A glimmer flickering from across the gulf of time and space is the earliest black hole we've ever seen.

The light detected by a team led by astrophysicist Roberto Maiolino of the University of Cambridge is the blaze emitted by the black hole's host galaxy as it swirls inexorably towards the event horizon. Appearing as it was just 400 million years after the Big Bang, the black hole is already massive – some 1.6 million times the mass of the Sun.

It's a discovery that seems to confirm the direct collapse model of supermassive black hole formation in the early Universe, rather than the long, slow process of accretion from something the mass of a large star.

"It's very early in the Universe to see a black hole this massive, so we've got to consider other ways they might form," Maiolino says.

"Very early galaxies were extremely gas-rich, so they would have been like a buffet for black holes."

Hubble image of GN-z11 released in 2016. (NASA, ESA, P. Oesch/Yale University, G. Brammer/STScI, P. van Dokkum/Yale University, and G. Illingworth/UC Santa Cruz)

The galaxy in question is one we've seen before. It's named GN-z11, and it was identified several years ago from Hubble observations as the earliest galaxy we have seen in the Universe – its light has traveled for 13.4 billion years to reach us (the Big Bang was around 13.8 billion years ago). That record has since been broken by observations from the James Webb Space Telescope (JWST), but GN-z11 is far from done.

JWST launched after the discovery of GN-z11, offering an unprecedented level of sensitivity with which to view the distant Universe. So Maiolino and his team used the new space telescope to get a much more detailed look at GN-z11 than Hubble could provide to see what might be lurking at the heart of the distant galaxy.

The JWST observations captured a spectrum from the galaxy that the researchers teased apart in a detailed analysis to see how the light from GN-z11 was produced. And in the spectrum, they found the signatures of accretion – the process whereby black holes devour matter.

Black holes notoriously don't produce light themselves. At a certain proximity to the black hole's center known as the event horizon, gravity becomes so strong that light isn't fast enough to escape its pull. But outside the event horizon, matter swirls and roils in the extreme environment around the black hole, forming a disk that feeds into it.

That accretion disk absolutely blazes with light, heated by gravity and friction to dominate the light of its host galaxy. That, the researchers found, is the source of light illuminating GN-z11.

In fact, the black hole is feeding at such a fast rate that it is likely to snuff out the baby galaxy: as it feeds, a black hole starts to emanate powerful nuclear winds that will eventually blow away all the star-forming gas in the galaxy, resulting in a quiescent object peacefully drifting through space, forming very few new stars.
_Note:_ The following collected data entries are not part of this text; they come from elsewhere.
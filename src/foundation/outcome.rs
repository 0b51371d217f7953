//! The immutable record of one rule execution inside a chain.

use std::borrow::Cow;

use serde::Serialize;

use crate::foundation::check::MessageArgs;
use crate::foundation::format::{DefaultFormatter, Formatter};

/// One executed rule's recorded result.
///
/// Outcomes are produced by the chain evaluator and are immutable once
/// appended to a [`ChainResult`](crate::result::ChainResult). The message is
/// NOT formatted here: the template and its arguments are stored as-is so the
/// result tree can be re-formatted with a different [`Formatter`] after the
/// fact.
#[derive(Debug, Clone, Serialize)]
pub struct RuleOutcome {
    code: Cow<'static, str>,
    rule: Cow<'static, str>,
    success: bool,
    template: Cow<'static, str>,
    args: MessageArgs,
}

impl RuleOutcome {
    /// Records a passing rule execution.
    #[must_use]
    pub fn passed(code: &'static str, rule: &'static str) -> Self {
        Self {
            code: Cow::Borrowed(code),
            rule: Cow::Borrowed(rule),
            success: true,
            template: Cow::Borrowed(""),
            args: MessageArgs::new(),
        }
    }

    /// Records a failing rule execution with its deferred message.
    #[must_use]
    pub fn failed(
        code: &'static str,
        rule: &'static str,
        template: Cow<'static, str>,
        args: MessageArgs,
    ) -> Self {
        Self {
            code: Cow::Borrowed(code),
            rule: Cow::Borrowed(rule),
            success: false,
            template,
            args,
        }
    }

    /// Rewrites this outcome as a forced success, keeping the rule identity.
    ///
    /// Used by the `SkipErrorAndStop` strategy: the optional marker's failure
    /// is reported as a single successful outcome that ends the chain.
    #[must_use]
    pub(crate) fn into_forced_success(mut self) -> Self {
        self.success = true;
        self.template = Cow::Borrowed("");
        self.args = MessageArgs::new();
        self
    }

    /// Stable error code of the rule that produced this outcome.
    #[must_use]
    pub fn code(&self) -> &str {
        &self.code
    }

    /// Short type name of the rule that produced this outcome.
    #[must_use]
    pub fn rule(&self) -> &str {
        &self.rule
    }

    /// Whether the rule passed (or was forced to pass by its strategy).
    #[must_use]
    pub fn is_success(&self) -> bool {
        self.success
    }

    /// The unformatted message template (empty for successes).
    #[must_use]
    pub fn template(&self) -> &str {
        &self.template
    }

    /// The template arguments, in placeholder order.
    #[must_use]
    pub fn args(&self) -> &[Cow<'static, str>] {
        &self.args
    }

    /// Formats the message with the default positional formatter.
    #[must_use]
    pub fn message(&self) -> String {
        self.format_with(&DefaultFormatter)
    }

    /// Formats the message with a caller-supplied formatter.
    ///
    /// Side-effect-free: the outcome is never mutated, so the same tree can
    /// be formatted any number of times with different formatters.
    #[must_use]
    pub fn format_with(&self, formatter: &dyn Formatter) -> String {
        formatter.format(self)
    }
}

#[cfg(test)]
mod tests {
    use super::*;
    use crate::foundation::check::RuleCheck;

    fn failing_outcome() -> RuleOutcome {
        match RuleCheck::fail("The field {0} cannot be null.").with_arg("Name") {
            RuleCheck::Fail { template, args } => {
                RuleOutcome::failed("not_null", "Required", template, args)
            }
            other => panic!("expected Fail, got {other:?}"),
        }
    }

    #[test]
    fn passed_outcome_has_empty_template() {
        let outcome = RuleOutcome::passed("not_null", "Required");
        assert!(outcome.is_success());
        assert_eq!(outcome.template(), "");
        assert_eq!(outcome.code(), "not_null");
    }

    #[test]
    fn failed_outcome_formats_lazily() {
        let outcome = failing_outcome();
        assert!(!outcome.is_success());
        assert_eq!(outcome.message(), "The field Name cannot be null.");
        // The template survives formatting untouched.
        assert_eq!(outcome.template(), "The field {0} cannot be null.");
    }

    #[test]
    fn forced_success_keeps_identity() {
        let outcome = failing_outcome().into_forced_success();
        assert!(outcome.is_success());
        assert_eq!(outcome.code(), "not_null");
        assert_eq!(outcome.rule(), "Required");
        assert_eq!(outcome.template(), "");
    }

    #[test]
    fn outcomes_serialize() {
        let json = serde_json::to_value(failing_outcome()).unwrap();
        assert_eq!(json["code"], "not_null");
        assert_eq!(json["success"], false);
    }
}
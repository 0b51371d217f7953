//! The raw verdict a rule returns before the chain records it.
//!
//! A [`RuleCheck`] carries the unformatted message template together with its
//! arguments. All string fields use `Cow<'static, str>` for zero-allocation
//! in the common case of static templates.

use std::borrow::Cow;
use std::fmt::Display;

use smallvec::SmallVec;

/// Ordered message arguments for a failure template.
///
/// Most rules render one or two values (the member name plus a bound), so
/// two inline slots cover the common case without a heap allocation.
pub type MessageArgs = SmallVec<[Cow<'static, str>; 2]>;

/// The verdict of a single rule invocation.
///
/// A rule either passes, fails with a message template and its arguments, or
/// aborts the whole validation call: [`RuleCheck::Misconfigured`] when the
/// rule lacks required setup (never silently treated as pass or fail), and
/// [`RuleCheck::Fatal`] when evaluation itself blew up.
///
/// # Examples
///
/// ```rust,ignore
/// use rulechain::foundation::RuleCheck;
///
/// fn check(member: &str, value: &str) -> RuleCheck {
///     if value.is_empty() {
///         RuleCheck::fail("The field {0} must not be empty.").with_arg(member)
///     } else {
///         RuleCheck::pass()
///     }
/// }
/// ```
#[derive(Debug)]
pub enum RuleCheck {
    /// The value satisfied the rule.
    Pass,
    /// The value violated the rule. Formatting is deferred; only the
    /// template and its rendered arguments are stored.
    Fail {
        /// Message template with positional `{0}`-style placeholders.
        template: Cow<'static, str>,
        /// Arguments for the template, in placeholder order.
        args: MessageArgs,
    },
    /// The rule cannot run because its required configuration is missing.
    /// Aborts the validation call with a distinguishable error.
    Misconfigured {
        /// What is missing or malformed.
        reason: Cow<'static, str>,
    },
    /// Evaluation failed unexpectedly. Aborts the validation call; the
    /// result tree would otherwise have undefined provenance.
    Fatal {
        /// The underlying failure.
        source: Box<dyn std::error::Error + Send + Sync>,
    },
}

impl RuleCheck {
    /// A passing verdict.
    #[must_use]
    pub fn pass() -> Self {
        Self::Pass
    }

    /// A failing verdict with a message template and no arguments yet.
    #[must_use]
    pub fn fail(template: impl Into<Cow<'static, str>>) -> Self {
        Self::Fail {
            template: template.into(),
            args: MessageArgs::new(),
        }
    }

    /// A failing verdict with pre-built arguments.
    #[must_use]
    pub fn fail_with(template: impl Into<Cow<'static, str>>, args: MessageArgs) -> Self {
        Self::Fail {
            template: template.into(),
            args,
        }
    }

    /// A misconfiguration verdict; fatal for the validation call.
    #[must_use]
    pub fn misconfigured(reason: impl Into<Cow<'static, str>>) -> Self {
        Self::Misconfigured {
            reason: reason.into(),
        }
    }

    /// A fatal evaluation failure; fatal for the validation call.
    #[must_use]
    pub fn fatal(source: impl std::error::Error + Send + Sync + 'static) -> Self {
        Self::Fatal {
            source: Box::new(source),
        }
    }

    /// Appends a display-rendered argument to a failing verdict.
    ///
    /// No-op on every other variant.
    #[must_use = "builder methods must be chained or built"]
    pub fn with_arg(mut self, arg: impl Display) -> Self {
        if let Self::Fail { args, .. } = &mut self {
            args.push(Cow::Owned(arg.to_string()));
        }
        self
    }

    /// Returns true for [`RuleCheck::Pass`].
    #[must_use]
    pub fn passed(&self) -> bool {
        matches!(self, Self::Pass)
    }

    /// Converts a boolean condition into a verdict; the failure constructor
    /// runs only when the condition is false.
    #[must_use]
    pub fn from_condition(ok: bool, fail: impl FnOnce() -> RuleCheck) -> Self {
        if ok { Self::Pass } else { fail() }
    }
}

#[cfg(test)]
mod tests {
    use super::*;

    #[test]
    fn pass_is_passed() {
        assert!(RuleCheck::pass().passed());
        assert!(!RuleCheck::fail("nope").passed());
    }

    #[test]
    fn fail_collects_args_in_order() {
        let check = RuleCheck::fail("The field {0} must be within {1} and {2}.")
            .with_arg("Age")
            .with_arg(18)
            .with_arg(120);
        match check {
            RuleCheck::Fail { template, args } => {
                assert_eq!(template, "The field {0} must be within {1} and {2}.");
                assert_eq!(args.as_slice(), ["Age", "18", "120"]);
            }
            other => panic!("expected Fail, got {other:?}"),
        }
    }

    #[test]
    fn with_arg_ignores_non_failures() {
        assert!(RuleCheck::pass().with_arg("ignored").passed());
    }

    #[test]
    fn static_template_stays_borrowed() {
        let check = RuleCheck::fail("static template");
        match check {
            RuleCheck::Fail { template, .. } => {
                assert!(matches!(template, Cow::Borrowed(_)));
            }
            other => panic!("expected Fail, got {other:?}"),
        }
    }

    #[test]
    fn from_condition_short_circuits_failure_construction() {
        let check = RuleCheck::from_condition(true, || unreachable!());
        assert!(check.passed());
    }
}
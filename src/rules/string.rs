//! String rules. All operate on `str`, so they bind to `String`, `&str`,
//! and anything else the accessor can deref to a string slice.
//!
//! Lengths count characters, not bytes.

use regex::Regex;

use crate::foundation::{Rule, RuleCheck};
use crate::rule;

rule! {
    /// Fails on the empty string.
    pub NotEmpty("empty") for str;
    check(value) { !value.is_empty() }
    fail(member, _value) {
        RuleCheck::fail("The field {0} must not be empty.").with_arg(member)
    }
    fn not_empty();
}

rule! {
    /// Fails when the string is shorter than the minimum.
    pub MinLength("min_length") { min: usize } for str;
    check(self, value) { value.chars().count() >= self.min }
    fail(self, member, _value) {
        RuleCheck::fail("The field {0} must be at least {1} characters long.")
            .with_arg(member)
            .with_arg(self.min)
    }
    fn min_length(min: usize);
}

rule! {
    /// Fails when the string is longer than the maximum.
    pub MaxLength("max_length") { max: usize } for str;
    check(self, value) { value.chars().count() <= self.max }
    fail(self, member, _value) {
        RuleCheck::fail("The field {0} must be at most {1} characters long.")
            .with_arg(member)
            .with_arg(self.max)
    }
    fn max_length(max: usize);
}

/// Fails unless the string matches a regular expression.
///
/// The pattern is compiled once at construction; an invalid pattern is a
/// registration-time error, not a per-value one.
pub struct Matches {
    pattern: Regex,
}

impl Matches {
    /// Compiles the pattern.
    ///
    /// # Errors
    ///
    /// Returns the regex compilation error for an invalid pattern.
    pub fn new(pattern: &str) -> Result<Self, regex::Error> {
        Ok(Self {
            pattern: Regex::new(pattern)?,
        })
    }
}

impl Rule for Matches {
    type Input = str;

    fn code(&self) -> &'static str {
        "pattern_mismatch"
    }

    fn check(&self, member: &str, value: &str) -> RuleCheck {
        RuleCheck::from_condition(self.pattern.is_match(value), || {
            RuleCheck::fail("The field {0} must match the pattern {1}.")
                .with_arg(member)
                .with_arg(self.pattern.as_str())
        })
    }
}

/// Creates a [`Matches`] rule from a pattern.
///
/// # Errors
///
/// Returns the regex compilation error for an invalid pattern.
pub fn matches(pattern: &str) -> Result<Matches, regex::Error> {
    Matches::new(pattern)
}
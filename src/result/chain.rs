//! The per-chain slice of the result tree.

use std::borrow::Cow;

use serde::Serialize;

use crate::foundation::RuleOutcome;

/// Outcomes recorded by one chain on one member, in execution order.
///
/// A chain result exists even when every rule passed (or the chain was
/// empty): the tree records what ran, not just what failed.
#[derive(Debug, Clone, Serialize)]
pub struct ChainResult {
    chain: Cow<'static, str>,
    member: Cow<'static, str>,
    outcomes: Vec<RuleOutcome>,
}

impl ChainResult {
    pub(crate) fn new(chain: Cow<'static, str>, member: Cow<'static, str>) -> Self {
        Self {
            chain,
            member,
            outcomes: Vec::new(),
        }
    }

    pub(crate) fn push(&mut self, outcome: RuleOutcome) {
        self.outcomes.push(outcome);
    }

    /// The chain's name (`"default"` unless named at registration).
    #[must_use]
    pub fn chain(&self) -> &str {
        &self.chain
    }

    /// The member this chain validated.
    #[must_use]
    pub fn member(&self) -> &str {
        &self.member
    }

    /// All recorded outcomes, in the order the rules ran.
    #[must_use]
    pub fn outcomes(&self) -> &[RuleOutcome] {
        &self.outcomes
    }

    /// Whether any recorded outcome is a failure.
    #[must_use]
    pub fn has_errors(&self) -> bool {
        self.outcomes.iter().any(|o| !o.is_success())
    }

    /// Number of failing outcomes in this chain.
    #[must_use]
    pub fn error_count(&self) -> usize {
        self.outcomes.iter().filter(|o| !o.is_success()).count()
    }

    /// The failing outcomes only, in execution order.
    pub fn failures(&self) -> impl Iterator<Item = &RuleOutcome> {
        self.outcomes.iter().filter(|o| !o.is_success())
    }
}

#[cfg(test)]
mod tests {
    use super::*;
    use crate::foundation::check::MessageArgs;

    fn chain_with(outcomes: Vec<RuleOutcome>) -> ChainResult {
        let mut chain = ChainResult::new("default".into(), "Name".into());
        for outcome in outcomes {
            chain.push(outcome);
        }
        chain
    }

    #[test]
    fn empty_chain_has_no_errors() {
        let chain = chain_with(vec![]);
        assert!(!chain.has_errors());
        assert_eq!(chain.error_count(), 0);
        assert!(chain.outcomes().is_empty());
    }

    #[test]
    fn counts_failures_only() {
        let chain = chain_with(vec![
            RuleOutcome::passed("a", "A"),
            RuleOutcome::failed("b", "B", "failed".into(), MessageArgs::new()),
            RuleOutcome::passed("c", "C"),
        ]);
        assert!(chain.has_errors());
        assert_eq!(chain.error_count(), 1);
        assert_eq!(chain.failures().count(), 1);
    }

    #[test]
    fn preserves_execution_order() {
        let chain = chain_with(vec![
            RuleOutcome::passed("first", "First"),
            RuleOutcome::passed("second", "Second"),
        ]);
        let codes: Vec<&str> = chain.outcomes().iter().map(RuleOutcome::code).collect();
        assert_eq!(codes, ["first", "second"]);
    }
}
//! The immutable result tree produced by a validate call.
//!
//! Structure mirrors the schema: a [`ValidationResult`] holds one
//! [`PropertyResult`] per validated member (registration order preserved),
//! each of which holds its [`ChainResult`]s and, for members with their own
//! schemas, a nested subtree. Failures are plain data in the tree, never
//! `Err` values; see [`EngineError`](crate::foundation::EngineError) for
//! what aborts a call instead.

pub mod chain;
pub mod property;
pub mod validation;

pub use chain::ChainResult;
pub use property::{NestedResults, PropertyResult};
pub use validation::{ErrorRecord, ValidationResult};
GN-z11 is a very small galaxy, researchers believe, around 100 times smaller than the Milky Way. At the rate its black hole appears to be feeding, it would not take long for the gas to be swept away into intergalactic space. In the process, this would cut off the growth of the black hole as it blows away any material it could use for "food".

Where Hubble spotted GN-z11 as part of a survey of the northern sky. (NASA, ESA, P. Oesch/Yale University, G. Brammer/STScI, P. van Dokkum/Yale University, and G. Illingworth/UC Santa Cruz)

The size of the black hole is too massive to have formed from something the size of a star in the 400 million years since the Big Bang; but it can join the club in that respect. Astronomers think that in the early Universe, black holes could have formed directly from the gravitational collapse of huge clumps of matter.

Also, as galaxies all seem to have a black hole at their center, it's reasonable to think that any earlier galaxies spotted with JWST will also have them.

But GN-z11 is the earliest yet confirmed, and measured, at the dawn of the Universe, during a time known as the Epoch of Reionization. Before this era, space was opaque; it was only as the matter became reionized that space became transparent, and light could flow freely.

One of the burning questions of cosmology is the source of the ionizing radiation. GN-z11 suggests that black holes had a part to play.

"GN-z11 is the first of such hyperluminous galaxies [in the early Universe] to be spectroscopically confirmed, and for which such a detailed spectroscopic analysis has been feasible," the researchers write in their paper.

"The active galactic nucleus scenario revealed by our analysis provides a natural explanation for the exceptional luminosity of GN-z11. If this is representative of the broader class of luminous galaxies discovered [in the early Universe] by JWST, then it would greatly alleviate the tension with models and simulations, and may suggest a stronger role of active galactic nuclei in the reionization of the Universe."

The research has been published in Nature.